1. Can anyone teach me how to do this question fully?
The mark scheme is missing so many steps
I cannot find R and alpha

2. (Original post by mystreet091234)

Can anyone teach me how to do this question fully?
The mark scheme is missing so many steps
I cannot find R and alpha

Ok, so I'm assuming you know how to use the product rule to get to e^-x(2cos2x-sin2x)?

Ok from there normally to find R, you square root a^2 and b^2so cosx=a and sinx=b

we have the form RCOS(X+alpha) this can also be written as acosx-bsinx

Using the equation we found before if we compare whats in the bracket to the version that we are given we can see that:

2cos2x-sinx2x
acos2x-bsin2x

so a=2 and b=1 (you don't need to worry about the signs here)

so to find R= square root 2^2 + 1^2
so we get square root of 5

Using what we know before we can see that cos2x=a which is 2
and sin2x=b which is 1

normally tanalpha= sin2x/cos2x (as tanx is sinx/cosx)

so we can see that tanalpha= 1/2

so inverse tan (1/2) we get 0.46

Does that help? It was kinda difficult to explain it on here,
Ok, so I'm assuming you know how to use the product rule to get to e^-x(2cos2x-sin2x)?
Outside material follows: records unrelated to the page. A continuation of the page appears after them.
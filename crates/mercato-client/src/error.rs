//! # HTTP Error Classification
//!
//! Maps transport and status failures onto the core fetch taxonomy.
//!
//! ## Classification Flow
//! ```text
//! ┌─────────────────────────────────────────────────────────────────────────┐
//! │                    Error Classification                                 │
//! │                                                                         │
//! │  reqwest::Error (no response)  ──────────────►  FetchError::Network     │
//! │  reqwest::Error (body decode)  ──────────────►  FetchError::Unknown     │
//! │                                                                         │
//! │  HTTP 401 / 403                ──────────────►  FetchError::Unauthorized│
//! │  HTTP other 4xx/5xx                                                     │
//! │    body {"erro": "..."}        ──────────────►  Server { that text }    │
//! │    body {"message": "..."}     ──────────────►  Server { that text }    │
//! │    anything else               ──────────────►  Server { fallback }     │
//! │                                                                         │
//! └─────────────────────────────────────────────────────────────────────────┘
//! ```

use reqwest::StatusCode;
use thiserror::Error;

use mercato_core::FetchError;

use crate::wire::ErrorBody;

// =============================================================================
// Client Construction Errors
// =============================================================================

/// Errors raised while constructing the API client itself.
///
/// Runtime fetch failures never use this type; they are classified into
/// [`FetchError`] instead.
#[derive(Debug, Error)]
pub enum ClientError {
    /// The configured base URL does not parse.
    #[error("Invalid base URL '{url}': {reason}")]
    InvalidBaseUrl { url: String, reason: String },
}

// =============================================================================
// Classification
// =============================================================================

/// Classifies a transport-level failure (no usable HTTP response).
pub(crate) fn classify_transport(err: reqwest::Error) -> FetchError {
    if err.is_decode() {
        return FetchError::Unknown(err.to_string());
    }
    // Connect failures, timeouts, DNS, aborted requests: nothing was
    // received, so this is a network error in the taxonomy.
    FetchError::Network(err.to_string())
}

/// Classifies a non-success HTTP status plus whatever body came with it.
///
/// `fallback` is the per-entity generic message used when the server body
/// carries no usable text.
pub(crate) fn classify_status(status: StatusCode, body: &str, fallback: &str) -> FetchError {
    if status == StatusCode::UNAUTHORIZED || status == StatusCode::FORBIDDEN {
        return FetchError::Unauthorized;
    }

    let message = serde_json::from_str::<ErrorBody>(body)
        .ok()
        .and_then(|parsed| parsed.into_message())
        .unwrap_or_else(|| fallback.to_string());

    FetchError::Server { message }
}

// =============================================================================
// Unit Tests
// =============================================================================

#[cfg(test)]
mod tests {
    use super::*;

    #[test]
    fn test_unauthorized_statuses() {
        assert!(classify_status(StatusCode::UNAUTHORIZED, "", "fallback").is_unauthorized());
        assert!(classify_status(StatusCode::FORBIDDEN, "{}", "fallback").is_unauthorized());
    }

    #[test]
    fn test_server_message_preferred_over_fallback() {
        let err = classify_status(
            StatusCode::CONFLICT,
            r#"{"erro":"Cliente possui vendas"}"#,
            "Could not load customers.",
        );
        assert_eq!(
            err,
            FetchError::Server {
                message: "Cliente possui vendas".into()
            }
        );

        let err = classify_status(
            StatusCode::BAD_REQUEST,
            r#"{"message":"name is required"}"#,
            "Could not load customers.",
        );
        assert_eq!(
            err,
            FetchError::Server {
                message: "name is required".into()
            }
        );
    }

    #[test]
    fn test_fallback_when_body_unusable() {
        let err = classify_status(
            StatusCode::INTERNAL_SERVER_ERROR,
            "<html>nginx</html>",
            "Could not load sales history.",
        );
        assert_eq!(
            err,
            FetchError::Server {
                message: "Could not load sales history.".into()
            }
        );
    }
}
//! # mercato-core: Pure List-State Logic for Mercato
//!
//! This crate is the **heart** of the Mercato list engine. It contains the
//! state machine of a paginated, searchable, incrementally-loaded list as
//! pure functions with zero I/O dependencies.
//!
//! ## Architecture Position
//! ```text
//! ┌─────────────────────────────────────────────────────────────────────────┐
//! │                       Mercato Architecture                              │
//! │                                                                         │
//! │  ┌─────────────────────────────────────────────────────────────────┐   │
//! │  │                  View Layer (out of scope)                      │   │
//! │  │    List UI ──► Search box ──► Pull-to-refresh ──► Scroll       │   │
//! │  └─────────────────────────────┬───────────────────────────────────┘   │
//! │                                │ snapshots + actions                    │
//! │  ┌─────────────────────────────▼───────────────────────────────────┐   │
//! │  │                    mercato-engine                               │   │
//! │  │    SearchDebouncer, ListEngine, MutationResync, Pickers        │   │
//! │  └─────────────────────────────┬───────────────────────────────────┘   │
//! │                                │                                        │
//! │  ┌─────────────────────────────▼───────────────────────────────────┐   │
//! │  │               ★ mercato-core (THIS CRATE) ★                     │   │
//! │  │                                                                 │   │
//! │  │   ┌───────────┐  ┌───────────┐  ┌───────────┐  ┌───────────┐  │   │
//! │  │   │   types   │  │   page    │  │   list    │  │   query   │  │   │
//! │  │   │ Customer  │  │PageRequest│  │ ListState │  │   Query   │  │   │
//! │  │   │ Product.. │  │ Sort      │  │ LoadTicket│  │  commit   │  │   │
//! │  │   └───────────┘  └───────────┘  └───────────┘  └───────────┘  │   │
//! │  │                                                                 │   │
//! │  │   NO I/O • NO TIMERS • NO NETWORK • PURE TRANSITIONS           │   │
//! │  └─────────────────────────────────────────────────────────────────┘   │
//! │                                │                                        │
//! │  ┌─────────────────────────────▼───────────────────────────────────┐   │
//! │  │                    mercato-client (HTTP layer)                  │   │
//! │  │         reqwest sources, wire envelopes, token injection        │   │
//! │  └─────────────────────────────────────────────────────────────────┘   │
//! └─────────────────────────────────────────────────────────────────────────┘
//! ```
//!
//! ## Design Principles
//!
//! 1. **Pure Transitions**: admission, merge, failure, staleness checks are
//!    deterministic functions on `ListState` - no mocks needed to test them
//! 2. **No I/O**: network, timers, file system access is FORBIDDEN here
//! 3. **Integer Money**: all monetary values are in cents (i64)
//! 4. **Explicit Errors**: the fetch taxonomy is typed, never strings

// =============================================================================
// Module Declarations
// =============================================================================

pub mod error;
pub mod list;
pub mod page;
pub mod query;
pub mod types;

// =============================================================================
// Re-exports for Convenience
// =============================================================================
// These allow users to do `use mercato_core::ListState` instead of
// `use mercato_core::list::ListState`

pub use error::{FetchError, FetchResult};
pub use list::{merge_page, ListSnapshot, ListState, LoadTicket};
pub use page::{PageRequest, PageResponse, Sort, SortDirection};
pub use query::Query;
pub use types::{Customer, Product, Sale, SaleItem, Supplier};

// =============================================================================
// Crate-Level Constants
// =============================================================================

/// Default records per page.
///
/// ## Why 10?
/// Matches the backend's page slicing and keeps the first paint of a mobile
/// list under one screenful. Overridable through the engine config.
pub const DEFAULT_PAGE_SIZE: u32 = 10;

/// Default quiet interval before a search keystroke burst commits, in ms.
///
/// ## Why 800?
/// Long enough that a person typing a word produces exactly one fetch,
/// short enough that the list reacts as soon as they pause.
pub const DEFAULT_DEBOUNCE_MS: u64 = 800;
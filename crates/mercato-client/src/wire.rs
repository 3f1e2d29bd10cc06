//! # Wire Envelopes
//!
//! Serde shapes for the backend's Spring-Data-style page envelope and its
//! error bodies, kept separate from the domain types in mercato-core.
//!
//! ## Page Envelope
//! ```text
//! ┌─────────────────────────────────────────────────────────────────────────┐
//! │  GET /customers?page=1&size=10&sort=name,asc&name=ana                   │
//! │                                                                         │
//! │  {                                                                      │
//! │    "content":       [ {...}, {...} ],   ← records, server sort order   │
//! │    "number":        1,                  ← 0-based page index           │
//! │    "size":          10,                                                 │
//! │    "totalElements": 15,                                                 │
//! │    "totalPages":    2,                                                  │
//! │    "first":         false,                                              │
//! │    "last":          true,               ← drives has_more              │
//! │    "empty":         false                                               │
//! │  }                                                                      │
//! └─────────────────────────────────────────────────────────────────────────┘
//! ```

use serde::Deserialize;

use mercato_core::PageResponse;

// =============================================================================
// Page Envelope
// =============================================================================

/// One page as the backend serializes it.
///
/// Only `content`, `number` and `last` drive the engine; the remaining
/// fields are accepted so a stricter deserializer never trips on them.
#[derive(Debug, Clone, Deserialize)]
#[serde(rename_all = "camelCase")]
pub struct PageEnvelope<T> {
    /// Records in server sort order
    #[serde(default = "Vec::new")]
    pub content: Vec<T>,

    /// 0-based page index
    pub number: u32,

    /// Page size the server actually used
    #[serde(default)]
    pub size: u32,

    /// Total records across all pages
    #[serde(default)]
    pub total_elements: i64,

    /// Total page count
    #[serde(default)]
    pub total_pages: u32,

    /// True for page 0
    #[serde(default)]
    pub first: bool,

    /// True for the final page
    pub last: bool,

    /// True when `content` is empty
    #[serde(default)]
    pub empty: bool,
}

impl<T> PageEnvelope<T> {
    /// Converts the wire shape into the engine's page response.
    pub fn into_page_response(self) -> PageResponse<T> {
        PageResponse {
            content: self.content,
            page_index: self.number,
            is_last_page: self.last,
        }
    }
}

// =============================================================================
// Error Body
// =============================================================================

/// Error body shapes the backend is known to produce.
///
/// Older endpoints answer `{"erro": ...}`, newer ones `{"message": ...}`.
/// Either may be absent.
#[derive(Debug, Clone, Deserialize)]
pub struct ErrorBody {
    /// Legacy error field
    #[serde(default)]
    pub erro: Option<String>,

    /// Conventional error field
    #[serde(default)]
    pub message: Option<String>,
}

impl ErrorBody {
    /// The server-provided message, preferring the legacy field, skipping
    /// blank strings.
    pub fn into_message(self) -> Option<String> {
        let non_blank = |text: &String| !text.trim().is_empty();
        self.erro
            .filter(non_blank)
            .or(self.message.filter(non_blank))
    }
}

// =============================================================================
// Unit Tests
// =============================================================================

#[cfg(test)]
mod tests {
    use super::*;
    use mercato_core::Customer;

    #[test]
    fn test_envelope_decodes_spring_shape() {
        let json = r#"{
            "content": [{"id":"c-1","name":"Ana Souza"}],
            "number": 0,
            "size": 10,
            "totalElements": 15,
            "totalPages": 2,
            "first": true,
            "last": false,
            "empty": false
        }"#;

        let envelope: PageEnvelope<Customer> = serde_json::from_str(json).unwrap();
        let page = envelope.into_page_response();
        assert_eq!(page.content.len(), 1);
        assert_eq!(page.page_index, 0);
        assert!(!page.is_last_page);
    }

    #[test]
    fn test_envelope_tolerates_missing_optionals() {
        let json = r#"{"content": [], "number": 3, "last": true}"#;
        let envelope: PageEnvelope<Customer> = serde_json::from_str(json).unwrap();
        let page = envelope.into_page_response();
        assert!(page.content.is_empty());
        assert_eq!(page.page_index, 3);
        assert!(page.is_last_page);
    }

    #[test]
    fn test_error_body_field_preference() {
        let body: ErrorBody = serde_json::from_str(r#"{"erro":"a","message":"b"}"#).unwrap();
        assert_eq!(body.into_message().as_deref(), Some("a"));

        let body: ErrorBody = serde_json::from_str(r#"{"message":"b"}"#).unwrap();
        assert_eq!(body.into_message().as_deref(), Some("b"));

        let body: ErrorBody = serde_json::from_str(r#"{"erro":"","message":"b"}"#).unwrap();
        assert_eq!(body.into_message().as_deref(), Some("b"));

        let body: ErrorBody = serde_json::from_str(r#"{"message":"  "}"#).unwrap();
        assert_eq!(body.into_message(), None);
    }
}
Ok from there normally to find R, you square root a^2 and b^2so cosx=a and sinx=b

we have the form RCOS(X+alpha) this can also be written as acosx-bsinx

Using the equation we found before if we compare whats in the bracket to the version that we are given we can see that:

2cos2x-sinx2x
acos2x-bsin2x

so a=2 and b=1 (you don't need to worry about the signs here)

so to find R= square root 2^2 + 1^2
so we get square root of 5

Using what we know before we can see that cos2x=a which is 2
and sin2x=b which is 1

normally tanalpha= sin2x/cos2x (as tanx is sinx/cosx)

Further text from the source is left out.